While this ever-growing mountain of data is promising, the sheer volume presents challenges for the physicians and scientists who tap into this treasure trove to help them develop treatment protocols and vaccines, says immunologist and EVMS graduate Tayab Waseem, PhD.
“With the rapid pace at which the literature is advancing and evolving, the medical and scientific community is struggling to keep pace,” says Dr. Waseem, who studied under the guidance of Elena Galkina, PhD, Professor of Microbiology and Molecular Cell Biology.
To address the challenge, the White House Office of Science and Technology Policy issued a challenge to the machine-learning community to develop an automated literature evaluation toolset for the medical research community.
In addition to his talents as an immunologist, Dr.
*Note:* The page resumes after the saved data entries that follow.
#[test]
fn test_dimension_notifications_follow_texture() {
    let (mut scene, _) = scene();
    let root = scene.root();
    let n = scene.create_node();
    let events = OwnerLog::install(&mut scene, n);
    scene.add_child(root, n);
    scene.set_texture(n, Some(Texture::image(TextureId(3), 64.0, 32.0)));
    assert!(events.borrow().contains(&OwnerEvent::Dimensions(64.0, 32.0)));

    // Explicit dimensions win over the texture size.
    scene.set_size(n, 10.0, 10.0);
    scene.set_texture(n, Some(Texture::image(TextureId(4), 128.0, 128.0)));
    assert_eq!((scene.node(n).w(), scene.node(n).h()), (10.0, 10.0));
}

#[test]
fn test_update_callbacks_run_in_order() {
    let (mut scene, _) = scene();
    let root = scene.root();
    let n = add_node(&mut scene, root, 0.0, 0.0, 10.0, 10.0);
    let c = add_node(&mut scene, n, 0.0, 0.0, 10.0, 10.0);
    let calls = Rc::new(Cell::new(0));
    let seen_child_x = Rc::new(Cell::new(f32::NAN));

    let counter = calls.clone();
    scene.set_on_update(
        n,
        Some(Box::new(move |graph: &mut SceneGraph, id: NodeId| {
            counter.set(counter.get() + 1);
            graph.set_x(id, 42.0);
        })),
    );
    let seen = seen_child_x.clone();
    scene.set_on_after_update(
        n,
        Some(Box::new(move |graph: &mut SceneGraph, _: NodeId| {
            seen.set(graph.world_coords(c, 0.0, 0.0).0);
        })),
    );
    scene.update();

    assert_eq!(calls.get(), 1);
    // The mutation made by the callback is applied in the same pass.
    assert_eq!(scene.world_coords(n, 0.0, 0.0), (42.0, 0.0));
    assert_eq!(seen_child_x.get(), 42.0);
    assert!(!scene.node(n).has_updates());
}

#[test]
fn test_callbacks_may_remove_later_siblings() {
    let (mut scene, _) = scene();
    let root = scene.root();
    let a = add_image(&mut scene, root, 0.0, 0.0, 10.0, 10.0);
    let b = add_image(&mut scene, root, 0.0, 0.0, 10.0, 10.0);
    let c = add_image(&mut scene, root, 0.0, 0.0, 10.0, 10.0);
    add_image(&mut scene, c, 0.0, 0.0, 10.0, 10.0);
    let d = add_image(&mut scene, root, 0.0, 0.0, 10.0, 10.0);

    scene.set_on_update(
        a,
        Some(Box::new(move |graph: &mut SceneGraph, _: NodeId| {
            if graph.contains(b) {
                graph.remove(b);
            }
        })),
    );
    scene.set_on_after_update(
        a,
        Some(Box::new(move |graph: &mut SceneGraph, _: NodeId| {
            if graph.contains(c) {
                graph.remove(c);
            }
        })),
    );

    let mut sink = RecordingSink::new();
    scene.frame(&mut sink);
    assert!(!scene.contains(b));
    assert!(!scene.contains(c));
    assert_eq!(scene.children(root), &[a, d]);
    assert_eq!(sink.quad_nodes(), vec![a, d]);
    assert!(scene.world_context(d).alpha > 0.0);
}

#[test]
fn test_callback_may_remove_sibling_of_culled_branch() {
    let (mut scene, _) = scene();
    let root = scene.root();
    let far = add_node(&mut scene, root, 9000.0, 0.0, 10.0, 10.0);
    let a = add_node(&mut scene, far, 0.0, 0.0, 10.0, 10.0);
    let b = add_node(&mut scene, far, 0.0, 0.0, 10.0, 10.0);
    scene.update();
    assert_eq!(scene.out_of_bounds(a), OutOfBounds::Culled);

    scene.set_on_update(
        a,
        Some(Box::new(move |graph: &mut SceneGraph, _: NodeId| {
            if graph.contains(b) {
                graph.remove(b);
            }
        })),
    );
    scene.update();
    assert!(!scene.contains(b));
    assert_eq!(scene.children(far), &[a]);
}

#[test]
fn test_detached_nodes_are_not_updated() {
    let (mut scene, _) = scene();
    let n = scene.create_node();
    scene.set_position(n, 10.0, 10.0);
    scene.update();
    assert_eq!(scene.world_context(n).alpha, 0.0);
    assert_eq!(scene.stats().nodes_updated, 1);
}

#[test]
fn test_stale_handles_are_detected() {
    let (mut scene, _) = scene();
    let root = scene.root();
    let n = add_node(&mut scene, root, 0.0, 0.0, 10.0, 10.0);
    scene.remove(n);
    assert!(scene.get(n).is_none());

    let m = scene.create_node();
    assert_ne!(m, n);
    assert!(scene.get(n).is_none());
}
Waseem also is an expert in artificial intelligence (AI). When he learned of the opportunity, he joined with Kaggle, a Google subsidiary and online community of nearly five million data scientists and machine-learning specialists.
Dr. Waseem is now the AI-literature reviews projects lead. In that capacity, he is leading a group of over 150 medical and scientific volunteers across 30 institutes and five countries. The group is using the CORD-19 data set, considered the largest single collection to date with 128,000 published articles and preprints, including at least 38,000 published just this year.
“We are utilizing CORD-19 and advanced natural language processing to expedite the analysis of disparate volumes of research in real-time to aid in mitigation of COVID-19,” Dr. Waseem says.
The project has drawn widespread interest. Many of the questions the group is addressing are coming from the leadership of major medical institutes and journals. Dr. Waseem has written journal articles about his work and he has been quoted in stories in Nature and Science Magazine. A recent story in the New England Journal of Medicine Resident 360 publication also mentions his work.
Dr. Waseem credits EVMS faculty mentors for encouraging his interest in the application of technology to medicine and science.
“I was fortunate enough to have a couple of mentors throughout my time at EVMS who aren’t afraid to push the technological envelope,” he says. "Clinically, Dr. Jose Morey and Dr. Alan Wagner were always on the cutting edge of technology and seeking to drive innovation in their respective fields. They always encouraged me to take the big leaps necessary to change the way medicine is practiced and to follow my passions which lie at the intersection of technology and medicine. On the basic science side, Dr. Patric Lundberg was always looking to bridge AI and basic sciences and his expertise has been invaluable.”
During the course of the project, Dr. Waseem has worked with EVMS faculty, medical and graduate students, and alumni from both the School of Medicine and School of Health Professions.
As he develops tools to mine COVID-19 research, he continues to build on his education. He is a Public Policy Fellow at the American Association of Immunologists and a future physician (he is a member of the EVMS MD Class of 2023).
He envisions one day leading a Medical Innovation Lab focusing on AI and other emerging technologies in the field of medicine.
“During this pandemic we have had an unprecedented breaking down of knowledge silos,” he says, “and I urge the medical and scientific community to not go back to the status quo. Keep innovating, improving, and advancing.”
The consortium assembled to address this issue is the first of its kind combining leaders in the fields of clinical medicine, research, and artificial intelligence. Dr. Waseem sees it as a template for the future. He believes true innovation will always come from a multidisciplinary approach.
“Man plus machine,” he says, “is the future of AI in medical augmentation.”